Task prompt:
Having read the records, set them all down exactly as they appear.

Items from a dataset:
------------
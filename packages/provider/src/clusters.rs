//! Reduces dengue cluster polygons to centroid observations.

use geo::Centroid as _;
use geojson::{GeoJson, JsonObject, JsonValue, feature::Id};
use health_risk_geo_models::Coordinate;
use health_risk_hazard_models::HazardCluster;

use crate::ProviderError;

/// Label used when a feature carries no name.
pub const UNNAMED_CLUSTER: &str = "Unnamed cluster";

/// Case-insensitive property lookup.
fn property<'a>(properties: &'a JsonObject, key: &str) -> Option<&'a JsonValue> {
    properties
        .iter()
        .find(|(k, _)| k.eq_ignore_ascii_case(key))
        .map(|(_, v)| v)
}

fn as_text(value: &JsonValue) -> Option<String> {
    match value {
        JsonValue::String(s) if !s.trim().is_empty() => Some(s.trim().to_string()),
        JsonValue::Number(n) => Some(n.to_string()),
        _ => None,
    }
}

fn as_count(value: &JsonValue) -> Option<u32> {
    match value {
        JsonValue::Number(n) => n.as_u64().and_then(|v| u32::try_from(v).ok()),
        JsonValue::String(s) => s.trim().parse().ok(),
        _ => None,
    }
}

/// Parses a `GeoJSON` `FeatureCollection` of cluster polygons into
/// centroid clusters.
///
/// Reads the `id`, `label`, and `case_size` properties (keys matched
/// case-insensitively). A missing id falls back to the feature id and
/// then to the feature index; a missing label becomes
/// [`UNNAMED_CLUSTER`]; a missing case size becomes 0. Features without a
/// usable geometry are skipped with a warning.
///
/// # Errors
///
/// Returns [`ProviderError`] if the input is not valid `GeoJSON` or is not
/// a `FeatureCollection`.
pub fn clusters_from_geojson(input: &str) -> Result<Vec<HazardCluster>, ProviderError> {
    let GeoJson::FeatureCollection(collection) = input.parse::<GeoJson>()? else {
        return Err(ProviderError::Parse {
            message: "expected a GeoJSON FeatureCollection".to_string(),
        });
    };

    let mut clusters = Vec::with_capacity(collection.features.len());

    for (index, feature) in collection.features.into_iter().enumerate() {
        let Some(geometry) = feature.geometry else {
            log::warn!("Cluster feature #{index} has no geometry, skipping");
            continue;
        };

        let geometry: geo::Geometry<f64> = match geometry.try_into() {
            Ok(g) => g,
            Err(e) => {
                log::warn!("Cluster feature #{index} has an unsupported geometry: {e}");
                continue;
            }
        };

        // geo points are (x = longitude, y = latitude).
        let Some(centroid) = geometry.centroid() else {
            log::warn!("Cluster feature #{index} has an empty geometry, skipping");
            continue;
        };
        let coordinate = match Coordinate::new(centroid.y(), centroid.x()) {
            Ok(c) => c,
            Err(e) => {
                log::warn!("Cluster feature #{index}: {e}");
                continue;
            }
        };

        let properties = feature.properties.unwrap_or_default();

        let id = property(&properties, "id")
            .and_then(as_text)
            .or_else(|| {
                feature.id.map(|id| match id {
                    Id::String(s) => s,
                    Id::Number(n) => n.to_string(),
                })
            })
            .unwrap_or_else(|| index.to_string());
        let label = property(&properties, "label")
            .and_then(as_text)
            .unwrap_or_else(|| UNNAMED_CLUSTER.to_string());
        let magnitude = property(&properties, "case_size")
            .and_then(as_count)
            .unwrap_or(0);

        clusters.push(HazardCluster {
            id,
            label,
            coordinate,
            magnitude,
        });
    }

    log::info!("Reduced {} dengue cluster polygon(s)", clusters.len());

    Ok(clusters)
}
------------
Answer to the problem:
filename packages/provider/src/clusters.rs
//! Reduces dengue cluster polygons to centroid observations.

use geo::Centroid as _;
use geojson::{GeoJson, JsonObject, JsonValue, feature::Id};
use health_risk_geo_models::Coordinate;
use health_risk_hazard_models::HazardCluster;

use crate::ProviderError;

/// Label used when a feature carries no name.
pub const UNNAMED_CLUSTER: &str = "Unnamed cluster";

/// Case-insensitive property lookup.
fn property<'a>(properties: &'a JsonObject, key: &str) -> Option<&'a JsonValue> {
    properties
        .iter()
        .find(|(k, _)| k.eq_ignore_ascii_case(key))
        .map(|(_, v)| v)
}

fn as_text(value: &JsonValue) -> Option<String> {
    match value {
        JsonValue::String(s) if !s.trim().is_empty() => Some(s.trim().to_string()),
        JsonValue::Number(n) => Some(n.to_string()),
        _ => None,
    }
}

fn as_count(value: &JsonValue) -> Option<u32> {
    match value {
        JsonValue::Number(n) => n.as_u64().and_then(|v| u32::try_from(v).ok()),
        JsonValue::String(s) => s.trim().parse().ok(),
        _ => None,
    }
}

/// Parses a `GeoJSON` `FeatureCollection` of cluster polygons into
/// centroid clusters.
///
/// Reads the `id`, `label`, and `case_size` properties (keys matched
/// case-insensitively). A missing id falls back to the feature id and
/// then to the feature index; a missing label becomes
/// [`UNNAMED_CLUSTER`]; a missing case size becomes 0. Features without a
/// usable geometry are skipped with a warning.
///
/// # Errors
///
/// Returns [`ProviderError`] if the input is not valid `GeoJSON` or is not
/// a `FeatureCollection`.
pub fn clusters_from_geojson(input: &str) -> Result<Vec<HazardCluster>, ProviderError> {
    let GeoJson::FeatureCollection(collection) = input.parse::<GeoJson>()? else {
        return Err(ProviderError::Parse {
            message: "expected a GeoJSON FeatureCollection".to_string(),
        });
    };

    let mut clusters = Vec::with_capacity(collection.features.len());

    for (index, feature) in collection.features.into_iter().enumerate() {
        let Some(geometry) = feature.geometry else {
            log::warn!("Cluster feature #{index} has no geometry, skipping");
            continue;
        };

        let geometry: geo::Geometry<f64> = match geometry.try_into() {
            Ok(g) => g,
            Err(e) => {
                log::warn!("Cluster feature #{index} has an unsupported geometry: {e}");
                continue;
            }
        };

        // geo points are (x = longitude, y = latitude).
        let Some(centroid) = geometry.centroid() else {
            log::warn!("Cluster feature #{index} has an empty geometry, skipping");
            continue;
        };
        let coordinate = match Coordinate::new(centroid.y(), centroid.x()) {
            Ok(c) => c,
            Err(e) => {
                log::warn!("Cluster feature #{index}: {e}");
                continue;
            }
        };

        let properties = feature.properties.unwrap_or_default();

        let id = property(&properties, "id")
            .and_then(as_text)
            .or_else(|| {
                feature.id.map(|id| match id {
                    Id::String(s) => s,
                    Id::Number(n) => n.to_string(),
                })
            })
            .unwrap_or_else(|| index.to_string());
        let label = property(&properties, "label")
            .and_then(as_text)
            .unwrap_or_else(|| UNNAMED_CLUSTER.to_string());
        let magnitude = property(&properties, "case_size")
            .and_then(as_count)
            .unwrap_or(0);

        clusters.push(HazardCluster {
            id,
            label,
            coordinate,
            magnitude,
        });
    }

    log::info!("Reduced {} dengue cluster polygon(s)", clusters.len());

    Ok(clusters)
}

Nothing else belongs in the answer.